Assignment
Below are records; copy every line in them that holds the word "warn".

(Items listed in a dataset)
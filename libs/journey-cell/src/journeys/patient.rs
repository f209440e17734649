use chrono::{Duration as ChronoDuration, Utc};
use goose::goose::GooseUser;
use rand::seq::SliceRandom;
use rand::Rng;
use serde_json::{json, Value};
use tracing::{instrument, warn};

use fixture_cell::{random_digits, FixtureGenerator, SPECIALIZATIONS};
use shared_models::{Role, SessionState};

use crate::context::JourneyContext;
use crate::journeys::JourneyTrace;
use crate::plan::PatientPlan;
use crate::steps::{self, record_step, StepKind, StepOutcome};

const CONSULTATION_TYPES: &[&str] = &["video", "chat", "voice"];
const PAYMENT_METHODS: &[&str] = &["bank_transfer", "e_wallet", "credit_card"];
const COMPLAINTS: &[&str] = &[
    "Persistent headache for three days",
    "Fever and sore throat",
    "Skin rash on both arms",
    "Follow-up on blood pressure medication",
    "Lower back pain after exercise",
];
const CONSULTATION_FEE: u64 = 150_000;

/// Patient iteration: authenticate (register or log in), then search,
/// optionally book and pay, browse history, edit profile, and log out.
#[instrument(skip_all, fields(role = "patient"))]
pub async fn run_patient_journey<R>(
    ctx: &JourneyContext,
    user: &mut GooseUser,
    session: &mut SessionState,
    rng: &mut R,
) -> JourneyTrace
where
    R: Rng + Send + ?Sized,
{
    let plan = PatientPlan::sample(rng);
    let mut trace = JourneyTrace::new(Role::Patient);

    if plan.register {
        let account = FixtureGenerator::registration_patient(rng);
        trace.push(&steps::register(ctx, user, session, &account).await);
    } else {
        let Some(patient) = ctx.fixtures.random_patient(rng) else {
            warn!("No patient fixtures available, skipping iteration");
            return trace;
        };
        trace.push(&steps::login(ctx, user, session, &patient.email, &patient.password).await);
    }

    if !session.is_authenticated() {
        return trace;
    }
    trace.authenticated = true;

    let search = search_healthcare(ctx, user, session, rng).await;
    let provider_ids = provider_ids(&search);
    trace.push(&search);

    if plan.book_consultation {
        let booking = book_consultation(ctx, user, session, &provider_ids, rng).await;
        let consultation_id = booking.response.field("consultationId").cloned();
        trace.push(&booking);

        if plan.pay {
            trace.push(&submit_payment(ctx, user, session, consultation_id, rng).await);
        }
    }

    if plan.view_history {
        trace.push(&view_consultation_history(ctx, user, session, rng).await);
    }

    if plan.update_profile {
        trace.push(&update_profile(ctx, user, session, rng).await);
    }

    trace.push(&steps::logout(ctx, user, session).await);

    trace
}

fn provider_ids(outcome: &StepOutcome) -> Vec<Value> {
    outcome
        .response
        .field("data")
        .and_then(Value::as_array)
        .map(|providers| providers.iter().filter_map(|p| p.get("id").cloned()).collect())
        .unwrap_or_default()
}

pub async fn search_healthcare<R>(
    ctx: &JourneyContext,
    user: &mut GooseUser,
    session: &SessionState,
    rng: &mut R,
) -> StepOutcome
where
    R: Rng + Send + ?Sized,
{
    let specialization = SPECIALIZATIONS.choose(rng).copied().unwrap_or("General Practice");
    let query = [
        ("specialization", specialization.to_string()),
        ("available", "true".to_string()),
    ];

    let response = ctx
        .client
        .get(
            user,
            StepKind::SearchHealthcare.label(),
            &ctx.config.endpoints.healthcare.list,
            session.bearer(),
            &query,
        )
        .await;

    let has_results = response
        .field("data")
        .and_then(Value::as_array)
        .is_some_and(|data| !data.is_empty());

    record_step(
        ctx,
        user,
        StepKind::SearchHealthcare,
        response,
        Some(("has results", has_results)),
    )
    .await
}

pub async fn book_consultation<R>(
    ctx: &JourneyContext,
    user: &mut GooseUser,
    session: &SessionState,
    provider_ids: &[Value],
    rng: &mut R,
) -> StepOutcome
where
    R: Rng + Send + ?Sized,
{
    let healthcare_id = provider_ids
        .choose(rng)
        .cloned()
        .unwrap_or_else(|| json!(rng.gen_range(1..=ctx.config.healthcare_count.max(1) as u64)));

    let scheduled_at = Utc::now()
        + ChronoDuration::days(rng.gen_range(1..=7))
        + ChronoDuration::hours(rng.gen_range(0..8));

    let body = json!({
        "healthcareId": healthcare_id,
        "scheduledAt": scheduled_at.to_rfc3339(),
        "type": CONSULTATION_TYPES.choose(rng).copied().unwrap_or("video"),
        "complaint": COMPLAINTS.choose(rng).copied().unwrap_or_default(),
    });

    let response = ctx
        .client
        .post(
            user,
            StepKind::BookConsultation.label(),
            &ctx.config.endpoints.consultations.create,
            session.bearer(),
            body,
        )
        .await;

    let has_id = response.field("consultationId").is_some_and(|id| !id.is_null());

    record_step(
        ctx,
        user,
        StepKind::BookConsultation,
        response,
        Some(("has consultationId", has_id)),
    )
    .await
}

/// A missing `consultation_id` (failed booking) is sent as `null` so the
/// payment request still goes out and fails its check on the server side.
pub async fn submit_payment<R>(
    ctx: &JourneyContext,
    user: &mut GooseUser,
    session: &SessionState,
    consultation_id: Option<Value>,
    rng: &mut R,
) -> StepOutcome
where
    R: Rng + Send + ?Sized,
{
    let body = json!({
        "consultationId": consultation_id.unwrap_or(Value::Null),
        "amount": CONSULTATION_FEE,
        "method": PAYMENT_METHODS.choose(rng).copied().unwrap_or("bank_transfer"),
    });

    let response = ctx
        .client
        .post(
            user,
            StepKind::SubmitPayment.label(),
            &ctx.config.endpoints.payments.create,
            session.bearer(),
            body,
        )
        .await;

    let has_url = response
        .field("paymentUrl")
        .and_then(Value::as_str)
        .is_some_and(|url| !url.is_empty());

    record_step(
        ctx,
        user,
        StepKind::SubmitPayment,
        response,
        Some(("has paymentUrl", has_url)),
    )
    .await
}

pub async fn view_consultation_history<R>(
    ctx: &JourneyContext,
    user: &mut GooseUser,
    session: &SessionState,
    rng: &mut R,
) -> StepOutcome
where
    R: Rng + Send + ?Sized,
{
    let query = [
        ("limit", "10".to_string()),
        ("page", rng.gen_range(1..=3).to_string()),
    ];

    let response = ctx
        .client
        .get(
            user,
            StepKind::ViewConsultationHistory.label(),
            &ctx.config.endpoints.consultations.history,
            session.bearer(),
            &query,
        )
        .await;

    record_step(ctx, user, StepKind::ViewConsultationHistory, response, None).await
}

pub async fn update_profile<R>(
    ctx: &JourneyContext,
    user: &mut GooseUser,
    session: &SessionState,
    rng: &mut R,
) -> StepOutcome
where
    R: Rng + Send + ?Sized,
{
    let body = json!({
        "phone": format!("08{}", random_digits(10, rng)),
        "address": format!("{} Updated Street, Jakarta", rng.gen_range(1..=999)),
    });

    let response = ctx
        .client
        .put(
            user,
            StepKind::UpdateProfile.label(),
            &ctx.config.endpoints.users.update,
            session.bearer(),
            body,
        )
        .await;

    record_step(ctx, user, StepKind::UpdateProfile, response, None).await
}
---
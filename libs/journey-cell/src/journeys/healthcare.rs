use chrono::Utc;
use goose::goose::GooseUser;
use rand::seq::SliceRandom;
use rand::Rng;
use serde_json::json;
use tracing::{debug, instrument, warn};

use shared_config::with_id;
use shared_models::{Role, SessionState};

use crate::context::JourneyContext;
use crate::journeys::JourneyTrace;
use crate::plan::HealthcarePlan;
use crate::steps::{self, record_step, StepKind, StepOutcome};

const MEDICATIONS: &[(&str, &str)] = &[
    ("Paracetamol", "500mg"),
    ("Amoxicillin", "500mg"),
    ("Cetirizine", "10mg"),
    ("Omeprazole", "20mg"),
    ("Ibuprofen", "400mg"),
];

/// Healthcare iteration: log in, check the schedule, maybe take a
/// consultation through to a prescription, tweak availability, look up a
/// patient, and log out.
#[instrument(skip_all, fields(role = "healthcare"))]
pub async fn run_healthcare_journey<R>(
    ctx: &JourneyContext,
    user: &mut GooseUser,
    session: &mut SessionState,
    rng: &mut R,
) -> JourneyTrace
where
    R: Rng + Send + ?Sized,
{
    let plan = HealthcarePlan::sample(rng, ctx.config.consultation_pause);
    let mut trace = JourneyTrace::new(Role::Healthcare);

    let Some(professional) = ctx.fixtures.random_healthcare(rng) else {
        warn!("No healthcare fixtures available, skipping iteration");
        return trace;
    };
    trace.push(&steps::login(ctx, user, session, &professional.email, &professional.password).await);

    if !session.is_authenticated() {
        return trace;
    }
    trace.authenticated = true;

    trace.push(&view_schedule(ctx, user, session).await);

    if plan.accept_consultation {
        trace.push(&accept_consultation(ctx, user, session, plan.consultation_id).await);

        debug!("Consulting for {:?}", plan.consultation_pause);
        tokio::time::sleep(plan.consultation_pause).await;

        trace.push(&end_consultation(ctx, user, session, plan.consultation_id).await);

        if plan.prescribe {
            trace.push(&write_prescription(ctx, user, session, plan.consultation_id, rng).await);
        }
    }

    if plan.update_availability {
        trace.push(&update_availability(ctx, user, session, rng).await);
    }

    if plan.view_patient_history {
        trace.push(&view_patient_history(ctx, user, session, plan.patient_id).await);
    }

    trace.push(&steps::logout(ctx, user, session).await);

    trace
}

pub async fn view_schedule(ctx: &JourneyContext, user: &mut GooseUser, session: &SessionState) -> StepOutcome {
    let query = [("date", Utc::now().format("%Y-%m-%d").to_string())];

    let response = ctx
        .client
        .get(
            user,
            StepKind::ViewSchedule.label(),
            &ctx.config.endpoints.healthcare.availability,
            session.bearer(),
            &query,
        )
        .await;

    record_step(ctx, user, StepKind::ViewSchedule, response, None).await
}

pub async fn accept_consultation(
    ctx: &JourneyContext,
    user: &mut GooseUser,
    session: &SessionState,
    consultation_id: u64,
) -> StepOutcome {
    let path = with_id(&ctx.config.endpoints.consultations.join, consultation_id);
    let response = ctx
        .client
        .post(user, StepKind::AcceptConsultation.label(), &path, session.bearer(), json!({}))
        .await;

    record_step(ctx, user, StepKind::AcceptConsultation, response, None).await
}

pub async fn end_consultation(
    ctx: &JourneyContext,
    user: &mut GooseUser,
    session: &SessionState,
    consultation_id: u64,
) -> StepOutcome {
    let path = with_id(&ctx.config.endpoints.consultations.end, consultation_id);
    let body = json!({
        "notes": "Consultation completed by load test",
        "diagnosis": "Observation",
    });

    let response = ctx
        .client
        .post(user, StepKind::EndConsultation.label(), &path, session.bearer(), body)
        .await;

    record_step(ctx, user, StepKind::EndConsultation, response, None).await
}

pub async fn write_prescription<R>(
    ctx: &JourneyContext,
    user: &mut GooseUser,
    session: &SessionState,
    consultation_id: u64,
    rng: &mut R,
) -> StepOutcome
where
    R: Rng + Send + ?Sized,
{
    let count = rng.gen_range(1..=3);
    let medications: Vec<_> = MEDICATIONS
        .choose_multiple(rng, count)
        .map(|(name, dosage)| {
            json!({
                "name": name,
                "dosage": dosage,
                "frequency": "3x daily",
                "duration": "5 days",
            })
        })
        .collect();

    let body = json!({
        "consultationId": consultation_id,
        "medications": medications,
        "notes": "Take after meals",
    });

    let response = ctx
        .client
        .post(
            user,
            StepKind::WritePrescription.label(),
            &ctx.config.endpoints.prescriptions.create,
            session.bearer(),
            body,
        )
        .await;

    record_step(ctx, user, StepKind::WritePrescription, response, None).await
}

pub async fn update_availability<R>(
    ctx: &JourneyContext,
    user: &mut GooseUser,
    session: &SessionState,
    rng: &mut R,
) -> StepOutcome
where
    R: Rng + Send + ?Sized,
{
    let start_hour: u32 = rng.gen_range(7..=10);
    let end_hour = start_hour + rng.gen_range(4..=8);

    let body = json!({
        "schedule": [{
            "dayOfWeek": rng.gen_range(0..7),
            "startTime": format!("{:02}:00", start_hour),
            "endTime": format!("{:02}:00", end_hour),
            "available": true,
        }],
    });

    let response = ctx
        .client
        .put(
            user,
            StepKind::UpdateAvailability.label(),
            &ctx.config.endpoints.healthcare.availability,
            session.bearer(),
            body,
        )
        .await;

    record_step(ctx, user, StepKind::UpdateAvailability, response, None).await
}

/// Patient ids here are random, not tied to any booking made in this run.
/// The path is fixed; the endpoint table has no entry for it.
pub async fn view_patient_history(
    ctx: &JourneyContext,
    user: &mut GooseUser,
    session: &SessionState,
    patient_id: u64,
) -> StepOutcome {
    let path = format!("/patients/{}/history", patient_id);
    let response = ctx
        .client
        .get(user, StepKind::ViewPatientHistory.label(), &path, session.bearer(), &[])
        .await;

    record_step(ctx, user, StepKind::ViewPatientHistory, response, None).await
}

Completed exercise
use tracing::{instrument, warn};
            warn!("No patient fixtures available, skipping iteration");
use tracing::{debug, instrument, warn};
        warn!("No healthcare fixtures available, skipping iteration");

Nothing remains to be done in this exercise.